America's healthcare industry has spent hundreds of millions of dollars to block the introduction of public medical insurance and stall other reforms promised by Barack Obama. The campaign against the president has been waged in part through substantial donations to key politicians.

Supporters of radical reform of healthcare say legislation emerging from the US Senate reflects the financial power of vested interests ‑ principally insurance companies, pharmaceutical firms and hospitals ‑ that have worked to stop far-reaching changes threatening their profits.

Here's your blue dog democrat fighting reform - pocketing $$ from those who pay the insurance companies.
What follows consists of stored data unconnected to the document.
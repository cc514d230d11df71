//! Ledger error types.

use crate::db::timeouts::TimeoutError;
use std::time::Duration;
use thiserror::Error;

use super::models::PlayerId;

/// Ledger errors
#[derive(Debug, Error)]
pub enum LedgerError {
    /// Database error
    #[error("Database error: {0}")]
    Database(#[from] sqlx::Error),

    /// Storage did not answer in time
    #[error("Ledger operation timed out after {0:?}")]
    Timeout(Duration),

    /// Insufficient balance
    #[error("Insufficient balance: available {available}, required {required}")]
    InsufficientFunds { available: i64, required: i64 },

    /// Account not found
    #[error("Account not found for player {0}")]
    AccountNotFound(PlayerId),

    /// Invalid amount (negative credit or non-positive debit)
    #[error("Invalid amount: {0}")]
    InvalidAmount(i64),

    /// Balance would overflow
    #[error("Balance overflow")]
    BalanceOverflow,
}

impl LedgerError {
    /// Get a client-safe error message that doesn't leak sensitive information
    pub fn client_message(&self) -> String {
        match self {
            LedgerError::Database(_) | LedgerError::Timeout(_) => {
                "Internal server error".to_string()
            }
            LedgerError::AccountNotFound(_) => "Account not found".to_string(),
            _ => self.to_string(),
        }
    }

    /// Whether the failure came from the storage layer rather than a rule.
    pub fn is_storage_failure(&self) -> bool {
        matches!(self, LedgerError::Database(_) | LedgerError::Timeout(_))
    }
}

impl From<TimeoutError> for LedgerError {
    fn from(err: TimeoutError) -> Self {
        match err {
            TimeoutError::Timeout(after) => LedgerError::Timeout(after),
            TimeoutError::Database(e) => LedgerError::Database(e),
        }
    }
}

/// Result type for ledger operations
pub type LedgerResult<T> = Result<T, LedgerError>;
Slimy piece of shit, I hope he is exposed to the bone.

The committee this week twice voted against including public insurance in the legislation, with Baucus opposing it both times.

Baucus took $1.5m from the health sector for his political fund in the past year. Other members of the committee have received hundreds of thousands of dollars. They include Senator Pat Roberts, who last week tried to stall the bill by arguing that lobbyists needed three days to read it.

Yeah, so the insurance companies will throw millions into lobbying but yet continue to raise premiums and deny claims. Why aren't REAL Americans fighting this? Oh - there's a socialist communist marxist terrorist in office :rolleyes:

valvano
10-02-2009, 12:28 PM
unions are spending millions of its members money for reform / public option (even though they face being taxed for "Cadillac" level health insurance)....and your point is??

kaiser soze
10-02-2009, 12:51 PM
I guess you missed my point which I already stated, no need to waste typing anymore for you.

U.S.A hater

travesty
10-02-2009, 03:33 PM
American corporations lobbying politicians is hardly news. That's the way it works here. Of course the companies affected by this legislation are going to lobby to make it favorable to them. This surprises you, or anyone else?

You have to keep in mind that the US health system accounts for about 1/7th of the US economy. That means a shit load of people, and therefore a shit load of constituents, are employed by this industry, Namely insurance companies and pharmaceutical companies. Just because politicians take pause and consider that drastic changes to the system will likely have very negative effects to many of their constituents does not mean that they are weak or spineless. In fact it's just the opposite. Maybe some of these politicans are doing excatly what they should and considering the welbeing of their constituents above party politics. Having health insurance doesn't mean much to somone who lost their job to get it unless it covers starvation.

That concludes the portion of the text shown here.